1/2oz. rattle traps burned are good too.


----------



## peple of the perch (Sep 13, 2004)

i like to use a blue husky jerk. blue is a very good color for eyes. i have gotten quite a bit of fish ohios casting from shore with one


----------



## Stoshu (Nov 6, 2004)

Soap,

I just checked the NOAA for the forcasts, and it appears a decent chance of rain most of the week. Mainly N - NE winds. the winds may turn to SW on Friday. 

Let me know if you go. (Check your PM's)


----------



## Fish4Fun (Apr 6, 2004)

Let me know how you guys do i would like to make the run up there this year with cpl of you sometime to get some night eyes as well.


----------



## freyedknot (Apr 10, 2004)

i will be doing a cast and blast here in cleveland starting friday night for eyes then ducks at first sunlight. then maybe some perchin to top it off at 9 am.


----------



## ErieAngler (Apr 15, 2006)

freyedknot said:


> i will be doing a cast and blast here in cleveland starting friday night for eyes then ducks at first sunlight. then maybe some perchin to top it off at 9 am.

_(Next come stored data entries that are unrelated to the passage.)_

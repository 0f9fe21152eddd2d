use crate::config::Config;
use crate::core::aliases::ShotId;
use crate::core::models::Shot;
use crate::core::repository::Repository;
use crate::errors::Result;
use crate::logging::Logger;
use crate::scheduler::travel::TravelRequests;
use std::path::PathBuf;

#[derive(Debug)]
pub struct AppContext {
    pub config: Config,
    pub shots: Repository<Shot>,
    pub logger: Logger,
    /// Bumped on every shot mutation so in-flight travel estimates go stale.
    pub travel_requests: TravelRequests,
    pub startup_displayed: bool,
    pub config_path: PathBuf,
    pub shoots_dir: PathBuf,
    pub logs_dir: PathBuf,
}

impl AppContext {
    pub fn new_with_paths(
        config_path: PathBuf,
        shoots_dir: PathBuf,
        logs_dir: PathBuf,
    ) -> Result<Self> {
        let config = Config::load_from(&config_path)?;
        let logger = Logger::new();
        Ok(Self::with_parts(
            config,
            logger,
            config_path,
            shoots_dir,
            logs_dir,
        ))
    }

    /// Assembles a context around an already loaded config and logger.
    pub fn with_parts(
        config: Config,
        logger: Logger,
        config_path: PathBuf,
        shoots_dir: PathBuf,
        logs_dir: PathBuf,
    ) -> Self {
        logger.set_log_dir(&logs_dir);
        logger.set_file_logging_enabled(config.file_logging_enabled());

        Self {
            config,
            shots: Repository::<Shot>::new(),
            logger,
            travel_requests: TravelRequests::new(),
            startup_displayed: false,
            config_path,
            shoots_dir,
            logs_dir,
        }
    }

    /// Stores a new shot under the next id and returns the stored copy.
    pub fn add_shot(&mut self, shot: Shot) -> Shot {
        let stored = self.shots.insert(shot).clone();
        self.travel_requests.invalidate();
        stored
    }

    pub fn remove_shot(&mut self, id: ShotId) -> Result<Shot> {
        let removed = self.shots.delete(id)?;
        self.travel_requests.invalidate();
        Ok(removed)
    }

    /// Writes a functionally updated shot list back into the store.
    pub fn commit_shots(&mut self, shots: Vec<Shot>) -> Result<()> {
        self.shots.apply_snapshot(shots)?;
        self.travel_requests.invalidate();
        Ok(())
    }
}
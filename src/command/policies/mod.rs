pub mod flag_policy;
use shotlist::core::types::ShotStatus;

use crate::common::{
    CommandArgParser, CommandParser, build_context, execute_command, make_temp_dir,
    normalized_lines, read_log_contents, run_with_input, write_valid_config,
};

#[test]
fn unknown_command_reports_error_and_continues() {
    let dir = make_temp_dir("command");
    write_valid_config(&dir);
    let output = run_with_input(&dir, "frobnicate\nexit\n");

    assert!(output.status.success());
    let stderr_lines = normalized_lines(&output.stderr);
    let expected = "Command resolution failed for 'frobnicate'. Unknown command: frobnicate";
    assert!(
        stderr_lines.iter().any(|line| line == expected),
        "stderr did not include expected error. stderr was: {}",
        String::from_utf8_lossy(&output.stderr)
    );
}

#[test]
fn main_can_plan_after_adding_shots() {
    let dir = make_temp_dir("command");
    write_valid_config(&dir);
    let input = "shot \"Wide\" 2099-01-01 09:00-10:00 @Pier\n\
                 shot \"Close\" 2099-01-01 10:30 30m @Harbour\n\
                 plan\nexit\n";
    let output = run_with_input(&dir, input);
    assert!(output.status.success(), "plan run should succeed");
    let stdout = String::from_utf8_lossy(&output.stdout);
    assert!(stdout.contains("SHOT PLAN"), "stdout did not include plan output");
    assert!(stdout.contains("Wide"));
}

#[test]
fn overlapping_shot_is_rejected_but_session_continues() {
    let dir = make_temp_dir("command");
    write_valid_config(&dir);
    let input = "shot \"Wide\" 2099-01-01 09:00-10:00\n\
                 shot \"Close\" 2099-01-01 09:30 30m\n\
                 shot \"Insert\" 2099-01-01 10:00 15m\n\
                 shot\nexit\n";
    let output = run_with_input(&dir, input);
    assert!(output.status.success());

    let stderr = String::from_utf8_lossy(&output.stderr);
    assert!(stderr.contains("Wide"), "conflict should name the blocking shot: {stderr}");
    let stdout = String::from_utf8_lossy(&output.stdout);
    assert!(stdout.contains("Insert"));
    assert!(!stdout.contains("Close"));
}

#[test]
fn man_command_prints_general_manual() {
    let dir = make_temp_dir("command");
    write_valid_config(&dir);
    let output = run_with_input(&dir, "man\nexit\n");

    assert!(output.status.success());
    let stdout_lines = normalized_lines(&output.stdout);
    assert!(stdout_lines.iter().any(|line| line == "NAME"));
    assert!(
        stdout_lines
            .iter()
            .any(|line| line == "shotlist - Shot scheduling and equipment readiness.")
    );
}

#[test]
fn man_command_prints_gear_manual() {
    let dir = make_temp_dir("command");
    write_valid_config(&dir);
    let output = run_with_input(&dir, "man gear\nexit\n");

    assert!(output.status.success());
    let stdout_lines = normalized_lines(&output.stdout);
    assert!(
        stdout_lines
            .iter()
            .any(|line| line == "gear <id> +<gear> [+<gear> ...]")
    );
}

#[test]
fn shot_add_modify_toggle_and_delete_flow_succeeds() {
    let dir = make_temp_dir("command");
    write_valid_config(&dir);
    let arg_parser = CommandArgParser::new();
    let command_parser = CommandParser::new();
    let mut ctx = build_context(&dir);
    ctx.logger.set_file_logging_enabled(false);

    execute_command(
        "shot \"Wide\" 2099-01-01 09:00-10:00 @Pier #1A",
        &arg_parser,
        &command_parser,
        &mut ctx,
    );
    assert_eq!(ctx.shots.len(), 1, "shot should be inserted");
    let s = ctx.shots.get(1).expect("shot 1 should exist");
    assert_eq!(s.location, "Pier");
    assert_eq!(s.scene_number, "1A");
    assert_eq!(s.duration.minutes(), 60);

    execute_command("mod 1 @Harbour 13:00-13:45", &arg_parser, &command_parser, &mut ctx);
    let s = ctx.shots.get(1).unwrap();
    assert_eq!(s.location, "Harbour");
    assert_eq!(s.start_time.to_string(), "13:00");
    assert_eq!(s.duration.minutes(), 45);

    execute_command("toggle 1", &arg_parser, &command_parser, &mut ctx);
    assert_eq!(ctx.shots.get(1).unwrap().status, ShotStatus::Done);

    execute_command("del 1", &arg_parser, &command_parser, &mut ctx);
    assert!(ctx.shots.is_empty());
}

#[test]
fn gear_checklist_tracks_preparation() {
    let dir = make_temp_dir("command");
    write_valid_config(&dir);
    let arg_parser = CommandArgParser::new();
    let command_parser = CommandParser::new();
    let mut ctx = build_context(&dir);
    ctx.logger.set_file_logging_enabled(false);

    for line in [
        "shot \"Wide\" 2099-01-01 09:00-10:00",
        "gear 1 +cam-a +boom",
        "prep 1 +cam-a",
    ] {
        execute_command(line, &arg_parser, &command_parser, &mut ctx);
    }
    let s = ctx.shots.get(1).unwrap();
    assert_eq!(s.equipment_ids, vec!["cam-a", "boom"]);
    assert_eq!(s.prepared_equipment_ids, vec!["cam-a"]);

    execute_command("ungear 1 +cam-a", &arg_parser, &command_parser, &mut ctx);
    let s = ctx.shots.get(1).unwrap();
    assert_eq!(s.equipment_ids, vec!["boom"]);
    assert!(s.prepared_equipment_ids.is_empty());
}

#[test]
fn retake_copies_gear_into_a_new_pending_shot() {
    let dir = make_temp_dir("command");
    write_valid_config(&dir);
    let arg_parser = CommandArgParser::new();
    let command_parser = CommandParser::new();
    let mut ctx = build_context(&dir);
    ctx.logger.set_file_logging_enabled(false);

    for line in [
        "shot \"Wide\" 2099-01-01 09:00-10:00 +cam-a",
        "prep 1 +cam-a",
        "toggle 1",
        "retake 1 2099-01-02 08:00",
    ] {
        execute_command(line, &arg_parser, &command_parser, &mut ctx);
    }
    assert_eq!(ctx.shots.len(), 2);
    let copy = ctx.shots.get(2).unwrap();
    assert_eq!(copy.title, "Wide");
    assert_eq!(copy.status, ShotStatus::Pending);
    assert_eq!(copy.equipment_ids, vec!["cam-a"]);
    assert!(copy.prepared_equipment_ids.is_empty());
}

#[test]
fn commands_are_written_to_the_session_log() {
    let dir = make_temp_dir("command");
    write_valid_config(&dir);
    let output = run_with_input(&dir, "shot \"Wide\" 2099-01-01 09:00-10:00\ncheck\nexit\n");
    assert!(output.status.success());

    let log = read_log_contents(&dir).expect("log file should exist");
    assert!(log.contains("Command run: shot \"Wide\" 2099-01-01 09:00-10:00"));
    assert!(log.contains("Added shot with id 1"));
}
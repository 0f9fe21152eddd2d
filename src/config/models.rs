use crate::core::types::{Bool, MIN_SETUP_MINUTES, MINUTES_PER_DAY, TransportMode, TravelServiceKind};
use crate::errors::Error;
use serde::{Deserialize, Serialize};

pub trait ConfigItem<T> {
    fn get_value(&self) -> &T;
    fn set_value(&mut self, new_value: &str) -> Result<(), Error>;
    fn description(&self) -> &str;
}

#[derive(Debug, Clone, Serialize, Deserialize)]
pub struct TravelModeConfigItem {
    pub value: TransportMode,
    pub description: String,
}

impl Default for TravelModeConfigItem {
    fn default() -> Self {
        Self {
            value: TransportMode::Driving,
            description: "Transport mode used between consecutive shots.".into(),
        }
    }
}

impl ConfigItem<TransportMode> for TravelModeConfigItem {
    fn get_value(&self) -> &TransportMode {
        &self.value
    }
    fn set_value(&mut self, new_value: &str) -> Result<(), Error> {
        self.value = TransportMode::try_from(new_value)?;
        Ok(())
    }
    fn description(&self) -> &str {
        &self.description
    }
}

#[derive(Debug, Clone, Serialize, Deserialize)]
pub struct TravelServiceConfigItem {
    pub value: TravelServiceKind,
    pub description: String,
}

impl Default for TravelServiceConfigItem {
    fn default() -> Self {
        Self {
            value: TravelServiceKind::Estimate,
            description: "Where travel distances come from (estimate, offline).".into(),
        }
    }
}

impl ConfigItem<TravelServiceKind> for TravelServiceConfigItem {
    fn get_value(&self) -> &TravelServiceKind {
        &self.value
    }
    fn set_value(&mut self, new_value: &str) -> Result<(), Error> {
        self.value = TravelServiceKind::try_from(new_value)?;
        Ok(())
    }
    fn description(&self) -> &str {
        &self.description
    }
}

/// Minutes reserved for teardown and setup between shots at one location.
#[derive(Debug, Clone, Serialize, Deserialize)]
pub struct SetupAllowanceConfigItem {
    pub value: u32,
    pub description: String,
}

impl Default for SetupAllowanceConfigItem {
    fn default() -> Self {
        Self {
            value: MIN_SETUP_MINUTES as u32,
            description: "Minimum minutes between shots at the same location.".into(),
        }
    }
}

impl SetupAllowanceConfigItem {
    /// Allowances run from [`MIN_SETUP_MINUTES`] up to a full day.
    pub fn check(minutes: u32) -> Result<u32, Error> {
        if minutes < MIN_SETUP_MINUTES as u32 || minutes > MINUTES_PER_DAY as u32 {
            return Err(Error::parse(format!(
                "Setup allowance must be between {MIN_SETUP_MINUTES} and {MINUTES_PER_DAY} minutes, got {minutes}."
            )));
        }
        Ok(minutes)
    }
}

impl ConfigItem<u32> for SetupAllowanceConfigItem {
    fn get_value(&self) -> &u32 {
        &self.value
    }
    fn set_value(&mut self, new_value: &str) -> Result<(), Error> {
        let minutes: u32 = new_value.trim().parse().map_err(|_| {
            Error::parse(format!(
                "Invalid setup allowance: '{}'. Expected whole minutes.",
                new_value.trim()
            ))
        })?;
        self.value = Self::check(minutes)?;
        Ok(())
    }
    fn description(&self) -> &str {
        &self.description
    }
}

#[derive(Debug, Clone, Serialize, Deserialize)]
pub struct FileLoggingConfigItem {
    pub value: Bool,
    pub description: String,
}

impl Default for FileLoggingConfigItem {
    fn default() -> Self {
        Self {
            value: Bool(true),
            description: "Enable writing log messages to file.".into(),
        }
    }
}

impl ConfigItem<Bool> for FileLoggingConfigItem {
    fn get_value(&self) -> &Bool {
        &self.value
    }
    fn set_value(&mut self, new_value: &str) -> Result<(), Error> {
        self.value = Bool::try_from_str(new_value)?;
        Ok(())
    }
    fn description(&self) -> &str {
        &self.description
    }
}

You are a genius!! Make sure to post some pics. I've been thinking about the same thing, but I can't come up with a wall that I can legally duck hunt from. !$ :B


----------



## All Eyes (Jul 28, 2004)

Fishing the Huron pier in Oct-Nov., I've always had best results with 1/2 or 5/8 oz. Rattletraps in chrome/blue. The 5/8 oz. cast a country mile for times when the shad are out and the wind is strong. Fast retrieves with small pauses seem to trigger more strikes but the fish will tell you what they want in that regard. The bite all depends on wind direction and if the shad are in. The shad are so thick at times it looks like you can walk across them. I've also done well with Thundersticks cranked fast with lead tape to cast against the wind and keep them down. Still nothing beats the Rattletraps to match the shads size shape and color.


----------



## ezbite (May 25, 2006)

ive seen a lot of these new "glass" color theme huskys anyone think they will work at night?? gander mtn had them on sale for $3.97 each so i picked up 4. just in case..


----------



## ErieAngler (Apr 15, 2006)

I've caught more big smallies than I can count, and pike too, on the glass perch suspending HJ. I'm sure they will work for walleyes too. My last trip to Canada, I tied one of those on, and never fished with another rod the entire week, it was money in the bank.


----------



## ezbite (May 25, 2006)

great thats the one i got 3 of..glass perch.thanks. the other was sunburst.


----------



## fugarwi7 (Sep 20, 2006)

Erie, 

Did you use those at your place in Mudge Bay?...I have never tried those in Canada...It seems I always go to my old stand-bys and don't experiment too much with other lures... I have a couple glass HJ's but I haven't tried them much...Like you said, you never put down a hot lure once the fishing gets hot.


----------



## ErieAngler (Apr 15, 2006)

Fugawri7,

Yep, that glass HJ is the ticket. Cast it, jerk it, troll it. Have had many astounding days in the Clapperton Island area of the NC. Nice thing is you never know if you're going to be catching smallies or pike, they both love it. And go big or stay home, stick with the 4 or 5'' model. It is awesome when that smallie comes up and smacks the jerk bait so hard it nearlly rips the rod out of your hand! Whoooohoooo!


----------



## fugarwi7 (Sep 20, 2006)

Cool, I will definitely give them a shot next trip up. Thanks for the info.


----------